Always Read ToS, & Use What You Already Have.

Back in January, I posted a warning on facebook about terms of service on apps.
This was in response to my investigations of an author marketing app that was recommended to me. I have recently witnessed many authors promoting and recommending the same app on their blogs, guiding many more people to it.

Before you use such an app, read the terms of service. These are linked from the bottom right of the facebook page for any app you install.

In relation to the one I was recommended, I paid special attention to the part that reads:
You grant to ********** the unrestricted, unconditional, unlimited, worldwide, irrevocable, perpetual fully-paid and royalty-free right and license to host, use, copy, distribute, reproduce, disclose, sell, resell, sublicense, display, perform, transmit, publish, broadcast, modify, make derivative works from, retitle, reformat, translate, archive, store, cache or otherwise exploit in any manner whatsoever, all or any portion of your User Content to which you have contributed, for any purpose whatsoever, in any and all formats; on or through any and all media, software, formula or medium now known or hereafter known; and with any technology or devices now known or hereafter developed and to advertise, market and promote same.

There is no justification for the rights grabs in there. Sure, if things are being displayed, then they need some things in the terms (a right to display and distribute via their app for example) but irrevocable? Sell? Modify? Retitle? Make derivative works from? Unnecessary and unacceptable. This app’s creators encourage you to upload sample chapters or short stories using their service. Anything you upload is covered by that onerous clause. You would be surrendering these rights to them for no recompense.

You may then find difficulties getting published as a result, but worse you could lose the right to defend your own IP at a later date should they enact that clause for their own financial benefit. For example, you have a soldier race called the flarglethwop in a short story or sample you uploaded. This company is then involved in a TV show featuring a soldier race called the flarglethwop. You have no claim to sue on the property, and have lost a lucrative opportunity because you surrendered those rights to the company that developed an obscure facebook app.

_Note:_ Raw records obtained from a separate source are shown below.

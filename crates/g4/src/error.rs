//! Error types for plugin loading and lifecycle operations.

use std::path::PathBuf;

use g4_js_runtime::JsError;

use crate::store::StoreError;

/// Errors surfaced to callers of the registry and executor.
///
/// Failures raised by plugin code itself never appear here; they are
/// captured in the plugin's console.
#[derive(Debug, thiserror::Error)]
pub enum PluginError {
    #[error("No plugin manifest at {0}")]
    ManifestMissing(PathBuf),

    #[error("Invalid plugin manifest at {path}: {reason}")]
    ManifestMalformed { path: PathBuf, reason: String },

    #[error("Cannot read plugin script {path}: {source}")]
    ScriptUnreadable {
        path: PathBuf,
        #[source]
        source: std::io::Error,
    },

    #[error("Plugin not found: {0}")]
    PluginNotFound(String),

    #[error("Cannot read plugin directory {path}: {source}")]
    BundleRoot {
        path: PathBuf,
        #[source]
        source: std::io::Error,
    },

    #[error("Cannot remove plugin bundle {path}: {source}")]
    BundleRemoval {
        path: PathBuf,
        #[source]
        source: std::io::Error,
    },

    #[error("Sandbox error: {0}")]
    Sandbox(#[from] JsError),

    #[error("Enabled-state store error: {0}")]
    Store(#[from] StoreError),
}

pub type Result<T> = std::result::Result<T, PluginError>;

You may decide this is no big deal for you, in which case have at it. Use the app, which does function as advertised. Perhaps you have no intention of seeking publisher representation, perhaps you intend to post nothing more than titles and links, but regardless of how you use any app or service, you should ensure you are fully aware of all ramifications of your use.

This is true of all author supports and services, which are a growing industry online. They all have terms attached to your use, and some of them are less than honest, and less than ideal. Sadly, some are making grabs at your content with possible devastating consequence for those sucked into their scams.

This is why I post this blog entry. Many do not read the things that they should, they trust the world to play fair. It often doesn’t. Always read the fine print before you use anything. Always research your other, less onerous options. There are usually ways of achieving the same without putting your intellectual property at risk.

As for the features of the various author apps, similar page features can be achieved using Facebook’s own existing Notes feature.
For an example, see my list of books on my Facebook page HERE.
That page is accessed from a tab on my author page. To make one, you simply create a new note. Add the notes app to your tabs by selecting the + on the top right of an unused tab on your author page.

You should see a list of installed apps, including Notes (which is a default facebook app). Select it, and your most recent note becomes the thumbnail in the tab. Ensure your most recent note is one with the title you want displayed there. This requires some planning when you create your notes, but it is not difficult. Once the tab is there, click on it to get to the notes page. At the top, you will find “Write a Note”

You can make text bold, italic etc using icons at the top of your note editing page, and even insert multiple images using the uploader at the bottom. The tricky bit is placing the images in your post, which you do by placing a tag (listed next to a thumbnail at the bottom of your note while you are still editing it) at the place in the note you wish the image to display. You will see on my example that I have a thumb for each book cover. The indented text for book blurbs on my example is done using the quotation button from the icons at the top of the note editor.

By doing this, you are not limited to the entries allowed by an app. If you want tour dates, write them in. If you want those tour dates as a separate entry on its own page, make a separate note. Just ensure however many notes you put in, make sure the most recent is the one you want to be used for the thumbnail in your page tabs. The note system is fairly simple, and largely undervalued by users of facebook. There are no scary terms of service, your notes are a part of the existing face book tools at your disposal.

Use what you have to the fullest, before you surrender your rights.